Dear Casmir, the man you see on President’s seat is not the same person Nigerians voted for. If not, how can a President ask ministers to report to his PA? Every statement from the cabal is credited to him and he won’t deny because he was on assignment to destabilise Nigeria. Even the service chiefs are culprits. Nigeria has been handed over to a set of confused analog old men. Shame to Nigerian youths!

– Tobias Igbokwe, +2348023729899

Bro Cas, Fela posited that a carpenter who does not know his work is a ‘suwegbe’. Buhari, Monguno, Kyari are ‘suwegbes’. But they should know that Nigerians’ life is too precious to be gambled with. Enough of all this hullabaloo/nonsense!

– Smart, Abakaliki, 08134774884

Dear Casmir, right from time, in administration, there are cross functional teams like in the case of the production and marketing manager in companies. What owners do is to define roles in the company law and advise against encroachment. Checks and balances are not just separation of powers but also balance and definition of it. Our leader should define roles for his men.

– Cletus Frenchman, Enugu, +2349095385215

Mr. C, Buhari’s muteness on Kyari and NSA’s face-off is directly and indirectly proving IPOB right on their allegation of Aso Rock Sudan impostor. Thanks for choosing to write on it.

-Iyke, Okigwe, +23490119307991

When First Lady Aisha Buhari said some cabals were controlling the government of her husband, Nigerians started asking, why must she make that kind of statement? The President should do the needful by sacking them now because it is a disgrace to the nation.

– Gordon Chika Nnorom, Umukabia, +2348115368466

Casmir, Buhari’s men should work in synergy. Since they both have their rules for engagement in service, Monguno and Kyari should work as a team and with respect for each other. in the best interest of Nigeria.

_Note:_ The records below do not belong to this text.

//! Built-in transforms.
//!
//! ## Identity
//! - [`PassThrough`]: Copy the source unchanged
//!
//! ## Value mapping
//! - [`Scale`]: Scale, offset and time shift
//! - [`Absolute`]: Absolute value
//!
//! ## Calculus
//! - [`Derivative`]: First derivative
//! - [`Integral`]: Cumulative trapezoidal integral
//!
//! ## Smoothing
//! - [`MovingAverage`]: Mean over the last N samples
//! - [`MovingRms`]: Root mean square over the last N samples
//! - [`OutlierRemoval`]: Drop isolated spikes

mod calculus;
mod outlier;
mod passthrough;
mod scale;
mod window;

pub use calculus::{Derivative, Integral, TimeStep};
pub use outlier::{DEFAULT_OUTLIER_FACTOR, OutlierRemoval};
pub use passthrough::PassThrough;
pub use scale::{Absolute, Scale};
pub use window::{DEFAULT_WINDOW, MAX_WINDOW, MovingAverage, MovingRms};

use crate::error::Result;
use crate::factory::TransformFactory;

/// Register every built-in transform with `factory`.
///
/// Returns the number of transforms registered.
pub fn register_builtin_transforms(factory: &TransformFactory) -> Result<usize> {
    factory.register::<PassThrough>()?;
    factory.register::<Scale>()?;
    factory.register::<Absolute>()?;
    factory.register::<Derivative>()?;
    factory.register::<Integral>()?;
    factory.register::<MovingAverage>()?;
    factory.register::<MovingRms>()?;
    factory.register::<OutlierRemoval>()?;
    Ok(8)
}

– Mike, Mushin, Lagos, +2348161114572

Dear Casy, there is no war in Aso Rock between the members of Buhari cabal. It is their usual drama when they want to strike us with their evil virus in the form of bad policies, they resort to divert our attention. Currently, there is influx of Fulani herdsmen terrorists across regions of Africa into southern Nigeria. They have taken over our farms and forests with kidnapping, rape, murder. In Buhari’s Nigeria, Fulani and their cattle are the sacred cows; the lives of other Nigerians no longer have meaning.